Humanities and Social Sciences
Dr. Borayin Larios
Department of South Asian, Tibetan and Buddhist Studies, University of Vienna
Even if India remains largely rural, hundreds of millions of people live in cities and mega-cities across its territory. This massive urban concentration is accompanied by a number of social and material rearrangements and innovations that affect the lives of these city dwellers. From the religious perspective, in the last twenty years or so, a new “temple-building boom” along with many old temples now undergoing an “urban renewal” (Waghorne 2004) can be observed. However, the development of cities has also seen an increasing number of “wayside shrines”. By this term, I mean –as a preliminary working definition– a site of worship that is immediately adjacent to a public path, visible from it and accessible to any passerby. Using the Lefebvre’s rhythm analysis the paper looks at a number of religious sites in this area: shrines, temples, mosques, make-shift altars etc. and looks at how these multi-religious sites are produced, maintained and erased within specific biological, psychological and social rhythms, orchestrating a unique form of everyday religion. Drawing from my current fieldwork material collected in the neighborhoods of Somvār Peṭh and Rāstā Peṭh, in the city of Pune this presentation creation and negotiation of “sacred” space and the often illegal material expression of religiosity in public space. Although wayside shrines often appear in many ways as non-threatening to anyone —a reason why perhaps they have been largely ignored by both scholarship, but also not given much importance by organized religion themselves— wayside shrines are certainly an important alternative to official places of worship. These shrines are sites that challenge our common conception of “religion” and defy in many ways, the individual, the community and the state.

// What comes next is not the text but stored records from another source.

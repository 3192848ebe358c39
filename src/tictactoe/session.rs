//! A single human-versus-machine game with its own board

use std::{fmt, str::FromStr};

use log::debug;
use rand::{SeedableRng, prelude::IndexedRandom, rngs::StdRng};
use serde::{Deserialize, Serialize};

use super::{
    board::{Board, Player, Square},
    game_tree::{Strategy, best_move},
};

/// Outcome of a finished game
#[derive(Debug, Clone, Copy, PartialEq, Eq, Hash, Serialize, Deserialize)]
pub enum GameOutcome {
    Win(Player),
    Draw,
}

impl GameOutcome {
    /// Outcome of `board`, or `None` while moves remain
    pub fn of(board: &Board) -> Option<Self> {
        match board.winner() {
            Some(winner) => Some(GameOutcome::Win(winner)),
            None if board.is_full() => Some(GameOutcome::Draw),
            None => None,
        }
    }
}

impl fmt::Display for GameOutcome {
    fn fmt(&self, f: &mut fmt::Formatter<'_>) -> fmt::Result {
        match self {
            GameOutcome::Win(player) => write!(f, "{player} wins"),
            GameOutcome::Draw => write!(f, "draw"),
        }
    }
}

/// How the machine picks its moves
#[derive(Debug, Clone, Copy, PartialEq, Eq, Hash, Default, Serialize, Deserialize)]
#[serde(rename_all = "lowercase")]
pub enum Difficulty {
    /// Uniformly random legal move
    Easy,
    /// Full minimax
    Medium,
    /// Alpha-beta pruning
    #[default]
    Hard,
}

impl Difficulty {
    /// The game-tree search behind this level, if any
    pub fn strategy(self) -> Option<Strategy> {
        match self {
            Difficulty::Easy => None,
            Difficulty::Medium => Some(Strategy::Minimax),
            Difficulty::Hard => Some(Strategy::AlphaBeta),
        }
    }
}

impl FromStr for Difficulty {
    type Err = crate::Error;

    fn from_str(s: &str) -> Result<Self, Self::Err> {
        match s.trim().to_ascii_lowercase().as_str() {
            "easy" => Ok(Difficulty::Easy),
            "medium" => Ok(Difficulty::Medium),
            "hard" => Ok(Difficulty::Hard),
            _ => Err(crate::Error::InvalidConfiguration {
                message: format!("unknown difficulty '{s}' (expected easy, medium or hard)"),
            }),
        }
    }
}

/// One game between a human and the machine.
///
/// Each session owns its board; nothing is shared between sessions. X always
/// opens.
#[derive(Debug, Clone)]
pub struct Session {
    board: Board,
    human: Player,
    to_move: Player,
    difficulty: Difficulty,
    rng: StdRng,
}

impl Session {
    /// Start a game with an unseeded random source
    pub fn new(human: Player, difficulty: Difficulty) -> Self {
        Self {
            board: Board::new(),
            human,
            to_move: Player::X,
            difficulty,
            rng: StdRng::from_os_rng(),
        }
    }

    /// Seed the random source used by [`Difficulty::Easy`]
    pub fn with_seed(mut self, seed: u64) -> Self {
        self.rng = StdRng::seed_from_u64(seed);
        self
    }

    pub fn board(&self) -> &Board {
        &self.board
    }

    pub fn human(&self) -> Player {
        self.human
    }

    pub fn machine(&self) -> Player {
        self.human.opponent()
    }

    pub fn to_move(&self) -> Player {
        self.to_move
    }

    pub fn difficulty(&self) -> Difficulty {
        self.difficulty
    }

    /// Result so far; `None` while the game is in progress
    pub fn outcome(&self) -> Option<GameOutcome> {
        GameOutcome::of(&self.board)
    }

    /// Apply the human's move.
    ///
    /// # Errors
    ///
    /// [`crate::Error::GameOver`] once the game has ended,
    /// [`crate::Error::NotYourTurn`] when the machine is to move and
    /// [`crate::Error::InvalidMove`] for an occupied square.
    pub fn play_human(&mut self, square: Square) -> Result<(), crate::Error> {
        self.play(self.human, square)
    }

    /// Let the machine choose and apply its move.
    ///
    /// # Errors
    ///
    /// [`crate::Error::GameOver`] once the game has ended and
    /// [`crate::Error::NotYourTurn`] when the human is to move.
    pub fn play_machine(&mut self) -> Result<Square, crate::Error> {
        let machine = self.machine();
        self.ensure_turn(machine)?;

        let square = match self.difficulty.strategy() {
            Some(strategy) => best_move(&mut self.board, machine, strategy).map(|d| d.square),
            None => self.board.empty_squares().choose(&mut self.rng).copied(),
        }
        .ok_or(crate::Error::GameOver)?;

        debug!("{machine} ({:?}) plays {square}", self.difficulty);
        self.play(machine, square)?;
        Ok(square)
    }

    /// Clear the board for a new game
    pub fn reset(&mut self) {
        self.board.reset();
        self.to_move = Player::X;
    }

    fn ensure_turn(&self, player: Player) -> Result<(), crate::Error> {
        if self.outcome().is_some() {
            return Err(crate::Error::GameOver);
        }
        if self.to_move != player {
            return Err(crate::Error::NotYourTurn {
                expected: self.to_move,
                got: player,
            });
        }
        Ok(())
    }

    fn play(&mut self, player: Player, square: Square) -> Result<(), crate::Error> {
        self.ensure_turn(player)?;
        self.board.place(square, player)?;
        self.to_move = player.opponent();
        Ok(())
    }
}

/// Play a whole game with `strategy` choosing every move for both sides.
///
/// Returns the final board and its outcome.
///
/// # Errors
///
/// Fails if the search picks a move the board rejects, or finds no move on a
/// position that is not over.
pub fn selfplay(strategy: Strategy) -> Result<(Board, GameOutcome), crate::Error> {
    let mut board = Board::new();
    let mut mover = Player::X;
    loop {
        if let Some(outcome) = GameOutcome::of(&board) {
            return Ok((board, outcome));
        }
        let decision = best_move(&mut board, mover, strategy).ok_or(crate::Error::GameOver)?;
        board.place(decision.square, mover)?;
        mover = mover.opponent();
    }
}

#[cfg(test)]
mod tests {
    use super::*;

    fn sq(row: usize, col: usize) -> Square {
        Square::new(row, col).unwrap()
    }

    #[test]
    fn turns_alternate_and_are_enforced() {
        let mut session = Session::new(Player::X, Difficulty::Hard);
        assert!(matches!(session.play_machine(), Err(crate::Error::NotYourTurn { .. })));

        session.play_human(sq(1, 1)).unwrap();
        assert_eq!(session.to_move(), Player::O);
        assert!(matches!(
            session.play_human(sq(0, 0)),
            Err(crate::Error::NotYourTurn { .. })
        ));

        let reply = session.play_machine().unwrap();
        assert_eq!(session.board().get(reply), crate::tictactoe::Cell::O);
        assert!(matches!(
            session.play_human(reply),
            Err(crate::Error::InvalidMove { .. })
        ));
    }

    #[test]
    fn machine_can_open_when_human_plays_o() {
        let mut session = Session::new(Player::O, Difficulty::Medium);
        let opening = session.play_machine().unwrap();
        assert_eq!(session.board().get(opening), crate::tictactoe::Cell::X);
        assert_eq!(session.to_move(), Player::O);
    }

    #[test]
    fn hard_machine_never_loses_to_a_naive_human() {
        let mut session = Session::new(Player::X, Difficulty::Hard);
        while session.outcome().is_none() {
            if session.to_move() == session.human() {
                let first_free = session.board().empty_squares()[0];
                session.play_human(first_free).unwrap();
            } else {
                session.play_machine().unwrap();
            }
        }
        assert_ne!(session.outcome(), Some(GameOutcome::Win(Player::X)));
        assert!(matches!(session.play_human(sq(0, 0)), Err(crate::Error::GameOver)));
    }

    #[test]
    fn easy_machine_is_reproducible_with_a_seed() {
        let play = || {
            let mut session = Session::new(Player::O, Difficulty::Easy).with_seed(7);
            session.play_machine().unwrap()
        };
        assert_eq!(play(), play());
    }

    #[test]
    fn reset_starts_over() {
        let mut session = Session::new(Player::X, Difficulty::Easy).with_seed(1);
        session.play_human(sq(0, 0)).unwrap();
        session.play_machine().unwrap();
        session.reset();
        assert_eq!(session.board(), &Board::new());
        assert_eq!(session.to_move(), Player::X);
    }

    #[test]
    fn perfect_selfplay_is_a_draw() {
        let (board, outcome) = selfplay(Strategy::AlphaBeta).unwrap();
        assert_eq!(outcome, GameOutcome::Draw);
        assert!(board.is_full());
        assert_eq!(GameOutcome::of(&board), Some(outcome));
    }

    #[test]
    fn difficulty_parses() {
        assert_eq!("Hard".parse::<Difficulty>().unwrap(), Difficulty::Hard);
        assert!("impossible".parse::<Difficulty>().is_err());
    }
}
//! Constraint problems read from text and solved by backtracking

use std::{fmt, str::FromStr};

use log::{debug, trace};
use serde::{Deserialize, Serialize};

use super::relation::Relation;

/// A domain value. Tokens that parse as integers compare numerically;
/// everything else compares as text, after all integers.
#[derive(Debug, Clone, PartialEq, Eq, PartialOrd, Ord, Hash, Serialize, Deserialize)]
pub enum Value {
    Int(i64),
    Text(String),
}

impl FromStr for Value {
    type Err = std::convert::Infallible;

    fn from_str(s: &str) -> Result<Self, Self::Err> {
        Ok(s.parse::<i64>()
            .map(Value::Int)
            .unwrap_or_else(|_| Value::Text(s.to_string())))
    }
}

impl fmt::Display for Value {
    fn fmt(&self, f: &mut fmt::Formatter<'_>) -> fmt::Result {
        match self {
            Value::Int(n) => write!(f, "{n}"),
            Value::Text(s) => f.write_str(s),
        }
    }
}

/// `left <relation> right` over two variable indices
#[derive(Debug, Clone, Copy, PartialEq, Eq, Serialize, Deserialize)]
pub struct Constraint {
    pub left: usize,
    pub relation: Relation,
    pub right: usize,
}

/// Variables with finite domains and binary constraints
#[derive(Debug, Clone, Default, Serialize, Deserialize)]
pub struct CspProblem {
    variables: Vec<String>,
    domains: Vec<Vec<Value>>,
    constraints: Vec<Constraint>,
}

/// A complete assignment, in variable declaration order
#[derive(Debug, Clone, PartialEq, Eq, Serialize, Deserialize)]
pub struct Assignment(pub Vec<(String, Value)>);

impl Assignment {
    pub fn get(&self, variable: &str) -> Option<&Value> {
        self.0.iter().find(|(name, _)| name == variable).map(|(_, v)| v)
    }
}

impl fmt::Display for Assignment {
    fn fmt(&self, f: &mut fmt::Formatter<'_>) -> fmt::Result {
        write!(f, "{{")?;
        for (i, (name, value)) in self.0.iter().enumerate() {
            if i > 0 {
                write!(f, ", ")?;
            }
            write!(f, "{name}: {value}")?;
        }
        write!(f, "}}")
    }
}

impl CspProblem {
    /// Build a problem from the three text blocks a front end collects.
    ///
    /// - `variables`: names separated by whitespace
    /// - `domains`: one line per variable, values separated by whitespace
    /// - `constraints`: one per line, `A op B` or `A is op B`
    ///
    /// # Errors
    ///
    /// Returns error if a variable has no domain line, a constraint line has
    /// the wrong shape, names an unknown variable or uses an unknown operator.
    pub fn parse(variables: &str, domains: &str, constraints: &str) -> Result<Self, crate::Error> {
        let mut problem = Self::default();
        let mut domain_lines = domains.lines();

        for name in variables.split_whitespace() {
            let domain = domain_lines
                .next()
                .ok_or_else(|| crate::Error::MissingDomain {
                    variable: name.to_string(),
                })?;
            problem.add_variable(
                name,
                domain
                    .split_whitespace()
                    .filter_map(|token| token.parse().ok())
                    .collect(),
            );
        }

        for (index, line) in constraints.lines().enumerate() {
            let line_no = index + 1;
            let tokens: Vec<&str> = line.split_whitespace().collect();
            let (left, op, right) = match tokens.as_slice() {
                [] => continue,
                [left, op, right] | [left, _, op, right] => (*left, *op, *right),
                _ => {
                    return Err(crate::Error::CspSyntax {
                        line: line_no,
                        text: line.to_string(),
                    });
                }
            };
            let relation: Relation = op.parse()?;
            let lookup = |name: &str| {
                problem
                    .index_of(name)
                    .ok_or_else(|| crate::Error::UnknownVariable {
                        line: line_no,
                        variable: name.to_string(),
                    })
            };
            let constraint = Constraint {
                left: lookup(left)?,
                relation,
                right: lookup(right)?,
            };
            problem.constraints.push(constraint);
        }

        Ok(problem)
    }

    /// Declare a variable; redeclaring one replaces its domain
    pub fn add_variable(&mut self, name: &str, domain: Vec<Value>) {
        match self.index_of(name) {
            Some(index) => self.domains[index] = domain,
            None => {
                self.variables.push(name.to_string());
                self.domains.push(domain);
            }
        }
    }

    /// Add `left <relation> right`.
    ///
    /// # Errors
    ///
    /// Returns [`crate::Error::UnknownVariable`] if either side is undeclared.
    pub fn add_constraint(
        &mut self,
        left: &str,
        relation: Relation,
        right: &str,
    ) -> Result<(), crate::Error> {
        let lookup = |name: &str| {
            self.index_of(name).ok_or_else(|| crate::Error::UnknownVariable {
                line: 0,
                variable: name.to_string(),
            })
        };
        let constraint = Constraint {
            left: lookup(left)?,
            relation,
            right: lookup(right)?,
        };
        self.constraints.push(constraint);
        Ok(())
    }

    pub fn variables(&self) -> &[String] {
        &self.variables
    }

    pub fn constraints(&self) -> &[Constraint] {
        &self.constraints
    }

    fn index_of(&self, name: &str) -> Option<usize> {
        self.variables.iter().position(|v| v == name)
    }

    /// First solution found by chronological backtracking, trying variables
    /// in declaration order and values in domain order.
    pub fn solve(&self) -> Option<Assignment> {
        let mut values: Vec<Option<&Value>> = vec![None; self.variables.len()];
        let mut checks = 0usize;
        let solved = self.backtrack(0, &mut values, &mut checks);
        debug!(
            "csp with {} variables and {} constraints: {} after {checks} checks",
            self.variables.len(),
            self.constraints.len(),
            if solved { "solved" } else { "no solution" }
        );
        if !solved {
            return None;
        }
        let pairs = self
            .variables
            .iter()
            .zip(values)
            .map(|(name, value)| Some((name.clone(), value?.clone())))
            .collect::<Option<Vec<_>>>()?;
        Some(Assignment(pairs))
    }

    fn backtrack<'a>(
        &'a self,
        index: usize,
        values: &mut [Option<&'a Value>],
        checks: &mut usize,
    ) -> bool {
        if index == self.variables.len() {
            return true;
        }
        for value in &self.domains[index] {
            values[index] = Some(value);
            if self.consistent(index, values, checks) && self.backtrack(index + 1, values, checks) {
                return true;
            }
        }
        trace!("backtracking from {}", self.variables[index]);
        values[index] = None;
        false
    }

    /// Check every constraint whose variables are all assigned and which
    /// involves `index`.
    fn consistent(&self, index: usize, values: &[Option<&Value>], checks: &mut usize) -> bool {
        self.constraints
            .iter()
            .filter(|c| c.left == index || c.right == index)
            .all(|c| match (values[c.left], values[c.right]) {
                (Some(left), Some(right)) => {
                    *checks += 1;
                    c.relation.holds(left, right)
                }
                _ => true,
            })
    }
}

Dr. Larios teaches at the Department of South Asian, Tibetan and Buddhist Studies of the University of Vienna and is assistant to the Chair of South Asian Studies. He holds an MA in Religious Studies from the Universities of Fribourg and Lausanne, Switzerland and a PhD in classical Indology from Heidelberg University in Germany. He authored ‘Embodying the Vedas: Traditional Vedic Schools of Contemporary Maharashtra’ published by DeGruyter Open Access in 2017. Dr. Larios uses an interdisciplinary methodological approach, combining cultural anthropology, religious studies, and historical philology to understand the contemporary religious traditions of India. His main regional focus is in Maharashtra where he now works on religion in the public space in the neighborhoods of Somvār Peṭh and Rāstā Peṭh.